WHAT THIS TASK INVOLVES: Your answer must be every line of the data below that holds the string "needs", copied exactly.

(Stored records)

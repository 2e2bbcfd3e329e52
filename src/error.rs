use std::time::Duration;

use thiserror::Error;

/// One failed attempt inside the fetch strategy chain.
#[derive(Debug, Clone, PartialEq, Eq)]
pub struct StrategyFailure {
    pub strategy: &'static str,
    pub reason: String,
}

#[derive(Debug, Error)]
pub enum FetchError {
    #[error("http: {0}")]
    Http(#[from] reqwest::Error),
    #[error("HTTP {status} from {url}")]
    HttpStatus { status: u16, url: String },
    #[error("empty response body from {0}")]
    EmptyBody(String),
    #[error("browser: {0}")]
    Browser(String),
    #[error("timed out after {0:?}")]
    Timeout(Duration),
    #[error("all fetch strategies failed: {}", describe(.0))]
    Exhausted(Vec<StrategyFailure>),
}

fn describe(failures: &[StrategyFailure]) -> String {
    if failures.is_empty() {
        return "no strategies configured".to_string();
    }
    failures
        .iter()
        .map(|f| format!("[{}] {}", f.strategy, f.reason))
        .collect::<Vec<_>>()
        .join("; ")
}

#[derive(Debug, Error)]
pub enum DownloadError {
    #[error("http: {0}")]
    Http(#[from] reqwest::Error),
    #[error("HTTP {status} from {url}")]
    HttpStatus { status: u16, url: String },
    #[error("io: {0}")]
    Io(#[from] std::io::Error),
}

/// Failure of an external PDF or OCR tool.
#[derive(Debug, Error)]
pub enum ToolError {
    #[error("{0} not found on PATH")]
    Missing(&'static str),
    #[error("failed to run {tool}: {source}")]
    Spawn {
        tool: &'static str,
        #[source]
        source: std::io::Error,
    },
    #[error("{tool} exited with {code:?}: {stderr}")]
    Failed {
        tool: &'static str,
        code: Option<i32>,
        stderr: String,
    },
    #[error("{tool}: {message}")]
    Output { tool: &'static str, message: String },
}

// ── Tests ──

#[cfg(test)]
mod tests {
    use super::*;

    #[test]
    fn exhausted_lists_every_reason() {
        let err = FetchError::Exhausted(vec![
            StrategyFailure { strategy: "rendered", reason: "no Chromium".into() },
            StrategyFailure { strategy: "static", reason: "HTTP 503".into() },
        ]);
        assert_eq!(
            err.to_string(),
            "all fetch strategies failed: [rendered] no Chromium; [static] HTTP 503"
        );
    }

    #[test]
    fn tool_failure_message() {
        let err = ToolError::Failed { tool: "pdfinfo", code: Some(1), stderr: "Syntax Error".into() };
        assert_eq!(err.to_string(), "pdfinfo exited with Some(1): Syntax Error");
    }
}
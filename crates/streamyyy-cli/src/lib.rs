//! # streamyyy-cli
//!
//! Library half of the `streamyyy-grid` command: the on-disk configuration
//! (`config`) and the text/JSON rendering of a computed layout (`report`).
//! The binary in `main.rs` only parses arguments and wires these together.

pub mod config;
pub mod report;
//! Viewport port: where the current screen size comes from.
//!
//! The layout engine never asks the OS or a UI toolkit for the window size
//! directly.  Hosts implement [`ViewportSource`] on top of whatever they have
//! (a window-resize callback, a React Native bridge, command-line flags) and
//! hand it to [`crate::LayoutEngine::refresh`].
//!
//! [`FixedViewport`] is always compiled so tests and the CLI can use it
//! without a real display.

use serde::{Deserialize, Serialize};
use thiserror::Error;

use crate::domain::device::Platform;

/// Error type for viewport reads.
#[derive(Debug, Error, PartialEq)]
pub enum ViewportError {
    /// The host could not report a viewport size, e.g. before the first
    /// window has been laid out.
    #[error("viewport unavailable: {0}")]
    Unavailable(String),
}

/// A viewport size and the platform it belongs to.
#[derive(Debug, Clone, Copy, PartialEq, Serialize, Deserialize)]
pub struct Viewport {
    pub width: f64,
    pub height: f64,
    pub platform: Platform,
}

impl Viewport {
    pub fn new(width: f64, height: f64, platform: Platform) -> Self {
        Self {
            width,
            height,
            platform,
        }
    }
}

/// Reads the current viewport from the host.
pub trait ViewportSource: Send + Sync {
    /// Returns the current viewport.
    ///
    /// # Errors
    ///
    /// Returns [`ViewportError::Unavailable`] if the host cannot report a size.
    fn viewport(&self) -> Result<Viewport, ViewportError>;
}

/// A viewport source that always reports the same size.
#[derive(Debug, Clone, Copy, PartialEq)]
pub struct FixedViewport {
    pub viewport: Viewport,
}

impl FixedViewport {
    pub fn new(width: f64, height: f64, platform: Platform) -> Self {
        Self {
            viewport: Viewport::new(width, height, platform),
        }
    }

    /// 375×812 iPhone in portrait.
    pub fn phone_portrait() -> Self {
        Self::new(375.0, 812.0, Platform::Ios)
    }

    /// 1194×834 iPad in landscape.
    pub fn tablet_landscape() -> Self {
        Self::new(1194.0, 834.0, Platform::Ios)
    }

    /// 1920×1080 browser window.
    pub fn desktop_1080p() -> Self {
        Self::new(1920.0, 1080.0, Platform::Web)
    }
}

impl ViewportSource for FixedViewport {
    /// Returns the viewport provided at construction time (never fails).
    fn viewport(&self) -> Result<Viewport, ViewportError> {
        Ok(self.viewport)
    }
}
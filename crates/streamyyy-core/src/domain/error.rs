//! Error type shared by the layout domain.

use serde::Serialize;
use thiserror::Error;

/// Reasons a layout request cannot be satisfied exactly.
///
/// Only [`LayoutError::InvalidViewport`] is ever returned as an `Err`.  The
/// other variants describe why the grid scorer had to fall back to a
/// best-effort layout and are carried inside [`crate::GridFit::BestEffort`].
#[derive(Debug, Clone, Error, PartialEq, Serialize)]
#[serde(tag = "kind", rename_all = "snake_case")]
pub enum LayoutError {
    /// Width or height is zero, negative, or not a finite number.
    #[error("invalid viewport {width}x{height}: dimensions must be positive and finite")]
    InvalidViewport { width: f64, height: f64 },

    /// Padding, header and footer leave no room for the grid.
    #[error("no space for the grid: available area is {available_width}x{available_height}")]
    NoAvailableSpace {
        available_width: f64,
        available_height: f64,
    },

    /// Every candidate grid produces cells below the minimum tile size.
    #[error("no grid keeps tiles at or above {min_cell_width}x{min_cell_height}")]
    CellsBelowMinimum {
        min_cell_width: f64,
        min_cell_height: f64,
    },
}
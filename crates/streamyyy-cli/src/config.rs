//! TOML configuration for the `streamyyy-grid` command.
//!
//! Reads and writes [`LayoutConfig`] from the platform-appropriate file:
//! - Windows:  `%APPDATA%\Streamyyy\layout.toml`
//! - Linux:    `$XDG_CONFIG_HOME/streamyyy/layout.toml` (or `~/.config/streamyyy/layout.toml`)
//! - macOS:    `~/Library/Application Support/Streamyyy/layout.toml`
//!
//! Every field is optional.  A file that only names the values it changes is
//! enough:
//!
//! ```toml
//! log_level = "debug"
//!
//! [grid]
//! max_streams = 6
//! min_cell_width = 160.0
//!
//! [grid.preferences]
//! phone_compact = 1.5
//!
//! [spacing]
//! tablet = 1.0
//! ```

use std::path::{Path, PathBuf};

use serde::{Deserialize, Serialize};
use thiserror::Error;

use streamyyy_core::{GridOptions, SpacingScale};

/// File name inside the platform config directory.
pub const CONFIG_FILE_NAME: &str = "layout.toml";

/// Error type for configuration file operations.
#[derive(Debug, Error)]
pub enum ConfigError {
    /// The platform config directory could not be determined.
    #[error("could not determine platform config directory")]
    NoPlatformConfigDir,

    /// A file system I/O error occurred.
    #[error("I/O error accessing config at {path}: {source}")]
    Io {
        path: PathBuf,
        #[source]
        source: std::io::Error,
    },

    /// The TOML content could not be parsed.
    #[error("failed to parse config TOML: {0}")]
    Parse(#[from] toml::de::Error),

    /// The config could not be serialized to TOML.
    #[error("failed to serialize config: {0}")]
    Serialize(#[from] toml::ser::Error),
}

/// Layout settings stored on disk.
#[derive(Debug, Clone, Serialize, Deserialize, PartialEq)]
pub struct LayoutConfig {
    /// `tracing` filter directive used when `RUST_LOG` is unset.
    #[serde(default = "default_log_level")]
    pub log_level: String,
    #[serde(default)]
    pub grid: GridOptions,
    #[serde(default)]
    pub spacing: SpacingScale,
}

fn default_log_level() -> String {
    "info".to_string()
}

impl Default for LayoutConfig {
    fn default() -> Self {
        Self {
            log_level: default_log_level(),
            grid: GridOptions::default(),
            spacing: SpacingScale::default(),
        }
    }
}

// ── Config repository ─────────────────────────────────────────────────────────

/// Determines the platform-appropriate directory for the config file.
///
/// # Errors
///
/// Returns [`ConfigError::NoPlatformConfigDir`] when the base directory cannot
/// be determined from the environment.
pub fn config_dir() -> Result<PathBuf, ConfigError> {
    platform_config_dir().ok_or(ConfigError::NoPlatformConfigDir)
}

/// Resolves the full path to the default config file.
///
/// # Errors
///
/// Returns [`ConfigError::NoPlatformConfigDir`] if the base directory cannot be
/// determined.
pub fn config_file_path() -> Result<PathBuf, ConfigError> {
    Ok(config_dir()?.join(CONFIG_FILE_NAME))
}

/// Loads the configuration.
///
/// With `Some(path)` the file must exist.  With `None` the platform default
/// location is used and a missing file yields [`LayoutConfig::default()`], as
/// does a platform with no config directory at all.
///
/// # Errors
///
/// Returns [`ConfigError::Io`] for file-system errors and
/// [`ConfigError::Parse`] if the TOML is malformed.
pub fn load_config(path: Option<&Path>) -> Result<LayoutConfig, ConfigError> {
    let (path, required) = match path {
        Some(explicit) => (explicit.to_path_buf(), true),
        None => match platform_config_dir() {
            Some(dir) => (dir.join(CONFIG_FILE_NAME), false),
            None => return Ok(LayoutConfig::default()),
        },
    };

    match std::fs::read_to_string(&path) {
        Ok(content) => parse_config(&content),
        Err(e) if e.kind() == std::io::ErrorKind::NotFound && !required => {
            Ok(LayoutConfig::default())
        }
        Err(e) => Err(ConfigError::Io { path, source: e }),
    }
}

/// Parses TOML text into a [`LayoutConfig`].
///
/// # Errors
///
/// Returns [`ConfigError::Parse`] if the TOML is malformed or a value has the
/// wrong type.
pub fn parse_config(content: &str) -> Result<LayoutConfig, ConfigError> {
    Ok(toml::from_str(content)?)
}

/// Writes `config` to `path`, creating parent directories as needed.
///
/// # Errors
///
/// Returns [`ConfigError::Io`] for file-system failures or
/// [`ConfigError::Serialize`] if serialization fails.
pub fn save_config(config: &LayoutConfig, path: &Path) -> Result<(), ConfigError> {
    if let Some(dir) = path.parent() {
        std::fs::create_dir_all(dir).map_err(|source| ConfigError::Io {
            path: dir.to_path_buf(),
            source,
        })?;
    }

    let content = toml::to_string_pretty(config)?;
    std::fs::write(path, content).map_err(|source| ConfigError::Io {
        path: path.to_path_buf(),
        source,
    })
}

/// Resolves the platform config directory including the `Streamyyy` subdirectory.
fn platform_config_dir() -> Option<PathBuf> {
    #[cfg(target_os = "windows")]
    {
        std::env::var_os("APPDATA").map(|p| PathBuf::from(p).join("Streamyyy"))
    }

    #[cfg(target_os = "macos")]
    {
        std::env::var_os("HOME").map(|h| {
            PathBuf::from(h)
                .join("Library")
                .join("Application Support")
                .join("Streamyyy")
        })
    }

    #[cfg(all(unix, not(target_os = "macos")))]
    {
        let base = std::env::var_os("XDG_CONFIG_HOME")
            .map(PathBuf::from)
            .or_else(|| std::env::var_os("HOME").map(|h| PathBuf::from(h).join(".config")))?;
        Some(base.join("streamyyy"))
    }

    #[cfg(not(any(target_os = "windows", unix)))]
    {
        None
    }
}

// ── Tests ─────────────────────────────────────────────────────────────────────
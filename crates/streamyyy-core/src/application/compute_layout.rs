//! End-to-end layout computation.
//!
//! ```text
//! (stream count, width, height, platform)
//!     └─ classify_for          → ScreenDimensions + DeviceInfo
//!     └─ spacing::*_with       → responsive padding and gap
//!     └─ score_grid            → GridDimensions + GridFit
//!     └─ tile_regions          → one rectangle per visible tile
//! ```
//!
//! Spacing is derived before scoring and fed into the scorer's options, so the
//! `gap` and `padding` reported on the grid are the ones its tile sizes were
//! computed with.

use serde::Serialize;
use tracing::warn;

use crate::domain::device::{classify_for, DeviceInfo, Platform, ScreenDimensions};
use crate::domain::grid::{effective_stream_count, score_grid, GridDimensions, GridFit, TileRegion};
use crate::domain::options::GridOptions;
use crate::domain::spacing::{gap_with, padding_with, SpacingScale};

/// Everything the rendering layer needs to lay out the stream grid.
#[derive(Debug, Clone, PartialEq, Serialize)]
#[serde(rename_all = "camelCase")]
pub struct ResponsiveLayout {
    /// `None` only when the viewport itself was invalid.
    pub screen: Option<ScreenDimensions>,
    /// `None` only when the viewport itself was invalid.
    pub device: Option<DeviceInfo>,
    pub grid: GridDimensions,
    pub fit: GridFit,
    /// Number of tiles actually laid out after clamping to `max_streams`.
    /// Zero streams give zero tiles inside the 1×1 `grid`.
    pub tile_count: u32,
    /// One rectangle per laid-out tile, in row-major order.
    pub tiles: Vec<TileRegion>,
}

/// Computes the full layout using the default spacing scale.
///
/// Never fails: an invalid viewport yields a 1×1 grid with zero-sized cells
/// and [`GridFit::BestEffort`] carrying the reason.
pub fn compute_responsive_layout(
    stream_count: u32,
    width: f64,
    height: f64,
    platform: Platform,
    options: &GridOptions,
) -> ResponsiveLayout {
    compute_responsive_layout_with(
        stream_count,
        width,
        height,
        platform,
        options,
        &SpacingScale::default(),
    )
}

/// Computes the full layout with an explicit spacing scale.
pub fn compute_responsive_layout_with(
    stream_count: u32,
    width: f64,
    height: f64,
    platform: Platform,
    options: &GridOptions,
    spacing: &SpacingScale,
) -> ResponsiveLayout {
    let options = options.sanitized();

    let (screen, device) = match classify_for(platform, width, height) {
        Ok(classified) => classified,
        Err(reason) => {
            warn!("cannot lay out streams: {reason}");
            return ResponsiveLayout {
                screen: None,
                device: None,
                grid: GridDimensions::empty(options.gap, options.padding),
                fit: GridFit::BestEffort { reason },
                tile_count: 0,
                tiles: Vec::new(),
            };
        }
    };

    let scoring_options = GridOptions {
        padding: padding_with(spacing, &device, options.padding),
        gap: gap_with(spacing, &device, options.gap),
        ..options
    };

    let selection = score_grid(stream_count, &screen, &device, &scoring_options);
    let tile_count = effective_stream_count(stream_count, &scoring_options).min(stream_count);
    let tiles = selection
        .grid
        .tile_regions(screen.width, scoring_options.header_height, tile_count);

    ResponsiveLayout {
        screen: Some(screen),
        device: Some(device),
        grid: selection.grid,
        fit: selection.fit,
        tile_count,
        tiles,
    }
}

#[cfg(test)]
mod tests {
    use super::*;
    use crate::domain::error::LayoutError;
    use crate::domain::options::MAX_STREAMS_CEILING;

    #[test]
    fn test_phone_layout_uses_responsive_spacing() {
        // Arrange / Act: 375x812 is a "large" bucket phone → padding 20, gap 10
        let layout = compute_responsive_layout(4, 375.0, 812.0, Platform::Ios, &GridOptions::default());

        // Assert
        assert_eq!(layout.grid.padding, 20.0);
        assert_eq!(layout.grid.gap, 10.0);
        assert_eq!((layout.grid.columns, layout.grid.rows), (2, 2));
        // (375 - 40 - 10) / 2 = 162.5 → 162 wide, 162.5 / (16/9) = 91.4 → 91 tall
        assert_eq!(layout.grid.cell_width, 162);
        assert_eq!(layout.grid.cell_height, 91);
        assert_eq!(layout.tiles.len(), 4);
    }

    #[test]
    fn test_tablet_layout_is_three_by_three_for_nine_streams() {
        let layout =
            compute_responsive_layout(9, 1194.0, 834.0, Platform::Ios, &GridOptions::default());
        assert_eq!((layout.grid.columns, layout.grid.rows), (3, 3));
        assert!(layout.fit.is_scored());
        assert_eq!(layout.device.map(|d| d.is_tablet), Some(true));
    }

    #[test]
    fn test_invalid_viewport_degrades_to_empty_grid() {
        let layout = compute_responsive_layout(3, 0.0, 812.0, Platform::Ios, &GridOptions::default());

        assert_eq!(layout.grid, GridDimensions::empty(8.0, 16.0));
        assert!(layout.screen.is_none());
        assert!(layout.tiles.is_empty());
        assert!(matches!(
            layout.fit,
            GridFit::BestEffort {
                reason: LayoutError::InvalidViewport { .. }
            }
        ));
    }

    #[test]
    fn test_zero_streams_lay_out_no_tiles_but_a_valid_grid() {
        let layout = compute_responsive_layout(0, 375.0, 812.0, Platform::Ios, &GridOptions::default());
        assert_eq!((layout.grid.columns, layout.grid.rows), (1, 1));
        assert_eq!(layout.tile_count, 0);
        assert!(layout.tiles.is_empty());
    }

    #[test]
    fn test_tile_count_is_clamped_to_max_streams() {
        let layout = compute_responsive_layout(14, 1920.0, 1080.0, Platform::Web, &GridOptions::default());
        assert_eq!(layout.tile_count, 9);
        assert_eq!(layout.tiles.len(), 9);
    }

    #[test]
    fn test_max_u32_streams_and_max_streams_are_clamped_to_ceiling() {
        // Arrange
        let options = GridOptions {
            max_streams: u32::MAX,
            ..GridOptions::default()
        };

        // Act
        let layout = compute_responsive_layout(u32::MAX, 1920.0, 1080.0, Platform::Web, &options);

        // Assert
        assert_eq!(layout.tile_count, MAX_STREAMS_CEILING);
        assert_eq!(layout.tiles.len() as u32, MAX_STREAMS_CEILING);
        assert!(layout.grid.columns * layout.grid.rows >= MAX_STREAMS_CEILING);
    }

    #[test]
    fn test_layout_serializes_with_camel_case_keys() {
        let layout = compute_responsive_layout(2, 812.0, 375.0, Platform::Android, &GridOptions::default());
        let json = serde_json::to_value(&layout).expect("serialize");

        assert_eq!(json["grid"]["columns"], 2);
        assert!(json["grid"].get("cellWidth").is_some());
        assert_eq!(json["device"]["platform"], "android");
        assert_eq!(json["fit"]["status"], "scored");
    }
}
//! Device and screen classification.
//!
//! The grid scorer and the spacing calculator both bias their output by the
//! kind of device the viewer is running on.  This module turns a raw viewport
//! (width × height in density-independent pixels) into:
//!
//! - [`ScreenDimensions`] – the viewport itself plus orientation and aspect.
//! - [`DeviceInfo`] – phone / tablet / desktop flags and a [`ScreenSize`]
//!   bucket taken from fixed breakpoints.
//!
//! # Breakpoints
//!
//! Buckets are chosen by the *longer* side of the viewport, so rotating a
//! device never moves it into a different bucket:
//!
//! | Longer side     | Bucket   |
//! |-----------------|----------|
//! | ≤ 480           | `Small`  |
//! | ≤ 768           | `Medium` |
//! | ≤ 1024          | `Large`  |
//! | > 1024          | `XLarge` |

use std::fmt;
use std::str::FromStr;

use serde::{Deserialize, Serialize};

use super::error::LayoutError;

/// Upper bound (inclusive) of the `Small` bucket.
pub const SMALL_BREAKPOINT: f64 = 480.0;
/// Upper bound (inclusive) of the `Medium` bucket.
pub const MEDIUM_BREAKPOINT: f64 = 768.0;
/// Upper bound (inclusive) of the `Large` bucket.
pub const LARGE_BREAKPOINT: f64 = 1024.0;

/// Minimum shorter side for a tablet.
pub const TABLET_MIN_SHORT_SIDE: f64 = 600.0;
/// Minimum longer side for a tablet.
pub const TABLET_MIN_LONG_SIDE: f64 = 900.0;

/// The platform the viewer runs on.
#[derive(Debug, Clone, Copy, PartialEq, Eq, Hash, Serialize, Deserialize)]
#[serde(rename_all = "lowercase")]
pub enum Platform {
    Ios,
    Android,
    /// Browser and desktop builds.
    Web,
}

impl Platform {
    /// Returns the platform this binary was compiled for.
    pub fn current() -> Self {
        if cfg!(target_os = "ios") {
            Platform::Ios
        } else if cfg!(target_os = "android") {
            Platform::Android
        } else {
            Platform::Web
        }
    }

    /// Lower-case name used in config files and on the command line.
    pub fn as_str(self) -> &'static str {
        match self {
            Platform::Ios => "ios",
            Platform::Android => "android",
            Platform::Web => "web",
        }
    }
}

impl fmt::Display for Platform {
    fn fmt(&self, f: &mut fmt::Formatter<'_>) -> fmt::Result {
        f.write_str(self.as_str())
    }
}

impl FromStr for Platform {
    type Err = String;

    fn from_str(s: &str) -> Result<Self, Self::Err> {
        match s.trim().to_ascii_lowercase().as_str() {
            "ios" => Ok(Platform::Ios),
            "android" => Ok(Platform::Android),
            "web" => Ok(Platform::Web),
            other => Err(format!("unknown platform '{other}' (expected ios, android or web)")),
        }
    }
}

/// Screen-size bucket derived from the longer viewport side.
#[derive(Debug, Clone, Copy, PartialEq, Eq, Hash, PartialOrd, Ord, Serialize, Deserialize)]
#[serde(rename_all = "lowercase")]
pub enum ScreenSize {
    Small,
    Medium,
    Large,
    XLarge,
}

impl ScreenSize {
    /// Buckets a viewport by its longer side.  Boundaries belong to the lower
    /// bucket, so exactly 480 is `Small` and 481 is `Medium`.
    pub fn from_longest_side(longest: f64) -> Self {
        if longest <= SMALL_BREAKPOINT {
            ScreenSize::Small
        } else if longest <= MEDIUM_BREAKPOINT {
            ScreenSize::Medium
        } else if longest <= LARGE_BREAKPOINT {
            ScreenSize::Large
        } else {
            ScreenSize::XLarge
        }
    }

    pub fn as_str(self) -> &'static str {
        match self {
            ScreenSize::Small => "small",
            ScreenSize::Medium => "medium",
            ScreenSize::Large => "large",
            ScreenSize::XLarge => "xlarge",
        }
    }
}

impl fmt::Display for ScreenSize {
    fn fmt(&self, f: &mut fmt::Formatter<'_>) -> fmt::Result {
        f.write_str(self.as_str())
    }
}

/// The viewport a layout is computed for.
#[derive(Debug, Clone, Copy, PartialEq, Serialize, Deserialize)]
#[serde(rename_all = "camelCase")]
pub struct ScreenDimensions {
    pub width: f64,
    pub height: f64,
    pub is_landscape: bool,
    /// `width / height`.
    pub aspect_ratio: f64,
}

impl ScreenDimensions {
    /// Builds the dimensions for a viewport.
    ///
    /// # Errors
    ///
    /// Returns [`LayoutError::InvalidViewport`] when either side is zero,
    /// negative, or not finite.
    pub fn new(width: f64, height: f64) -> Result<Self, LayoutError> {
        if !(width.is_finite() && height.is_finite() && width > 0.0 && height > 0.0) {
            return Err(LayoutError::InvalidViewport { width, height });
        }
        Ok(Self {
            width,
            height,
            is_landscape: width > height,
            aspect_ratio: width / height,
        })
    }

    /// Returns the longer of the two sides.
    pub fn longest_side(&self) -> f64 {
        self.width.max(self.height)
    }

    /// Returns the shorter of the two sides.
    pub fn shortest_side(&self) -> f64 {
        self.width.min(self.height)
    }
}

/// Device class and screen bucket for a viewport.
#[derive(Debug, Clone, Copy, PartialEq, Eq, Serialize, Deserialize)]
#[serde(rename_all = "camelCase")]
pub struct DeviceInfo {
    pub is_tablet: bool,
    pub is_phone: bool,
    pub is_desktop: bool,
    pub is_landscape: bool,
    pub screen_size: ScreenSize,
    pub platform: Platform,
}

impl DeviceInfo {
    /// Classifies already-validated screen dimensions.
    ///
    /// A tablet needs both a shorter side of at least 600 and a longer side of
    /// at least 900.  A desktop is a web build on an `XLarge` screen.  Anything
    /// that is neither is a phone.
    pub fn from_screen(screen: &ScreenDimensions, platform: Platform) -> Self {
        let screen_size = ScreenSize::from_longest_side(screen.longest_side());
        let is_tablet = screen.shortest_side() >= TABLET_MIN_SHORT_SIDE
            && screen.longest_side() >= TABLET_MIN_LONG_SIDE;
        let is_desktop = platform == Platform::Web && screen_size == ScreenSize::XLarge;

        Self {
            is_tablet,
            is_phone: !is_tablet && !is_desktop,
            is_desktop,
            is_landscape: screen.is_landscape,
            screen_size,
            platform,
        }
    }
}

/// Classifies a viewport on the platform this binary was built for.
///
/// # Errors
///
/// Returns [`LayoutError::InvalidViewport`] for a zero, negative, or non-finite
/// width or height.
pub fn classify(width: f64, height: f64) -> Result<(ScreenDimensions, DeviceInfo), LayoutError> {
    classify_for(Platform::current(), width, height)
}

/// Classifies a viewport on an explicit platform.
///
/// # Errors
///
/// Same as [`classify`].
pub fn classify_for(
    platform: Platform,
    width: f64,
    height: f64,
) -> Result<(ScreenDimensions, DeviceInfo), LayoutError> {
    let screen = ScreenDimensions::new(width, height)?;
    let device = DeviceInfo::from_screen(&screen, platform);
    Ok((screen, device))
}

// ── Tests ─────────────────────────────────────────────────────────────────────
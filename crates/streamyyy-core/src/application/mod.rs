//! Application layer: turns a viewport and a stream count into one layout.
//!
//! - **`compute_layout`** – the end-to-end pipeline (classify, derive spacing,
//!   score) producing a [`ResponsiveLayout`].
//! - **`viewport`** – the [`ViewportSource`] port through which the current
//!   screen size is read, plus a fixed implementation for tests and the CLI.
//! - **`engine`** – [`LayoutEngine`], which owns the options and skips
//!   recomputation when neither the viewport nor the stream count changed.

pub mod compute_layout;
pub mod engine;
pub mod viewport;

pub use compute_layout::{compute_responsive_layout, compute_responsive_layout_with, ResponsiveLayout};
pub use engine::LayoutEngine;
pub use viewport::{FixedViewport, Viewport, ViewportError, ViewportSource};
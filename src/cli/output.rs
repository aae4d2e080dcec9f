//! Output formatting utilities

use crate::application::LiveListState;
use crate::domain::{Entry, Notification, NotificationKind};

/// Format a list of entries for display
pub fn format_entry_list(entries: &[Entry], limit: Option<usize>) -> String {
    if entries.is_empty() {
        return "No entries found".to_string();
    }

    let shown = limit.unwrap_or(entries.len()).min(entries.len());
    let mut output = String::new();
    for entry in &entries[..shown] {
        output.push_str(&format!(
            "{}  {}  {}  {}\n",
            entry.created_at.format("%Y-%m-%d %H:%M:%S"),
            entry.grade,
            entry.id,
            entry.sentence.replace('\n', " ")
        ));
    }
    if shown < entries.len() {
        output.push_str(&format!("... {} more\n", entries.len() - shown));
    }
    output
}

/// Header line for one live-list update
pub fn format_live_header(state: &LiveListState) -> String {
    match &state.error {
        Some(error) => format!(
            "== {} entries (sync error: {}; showing last known list) ==",
            state.entries.len(),
            error
        ),
        None => format!("== {} entries ==", state.entries.len()),
    }
}

pub fn format_notification(notification: &Notification) -> String {
    match notification.kind {
        NotificationKind::Success => format!("✔ {}", notification.message),
        NotificationKind::Error => format!("✖ {}", notification.message),
    }
}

SOLUTION FOR THIS PROBLEM:
/// Everything the rendering layer needs to lay out the stream grid.
    /// A tablet needs both a shorter side of at least 600 and a longer side of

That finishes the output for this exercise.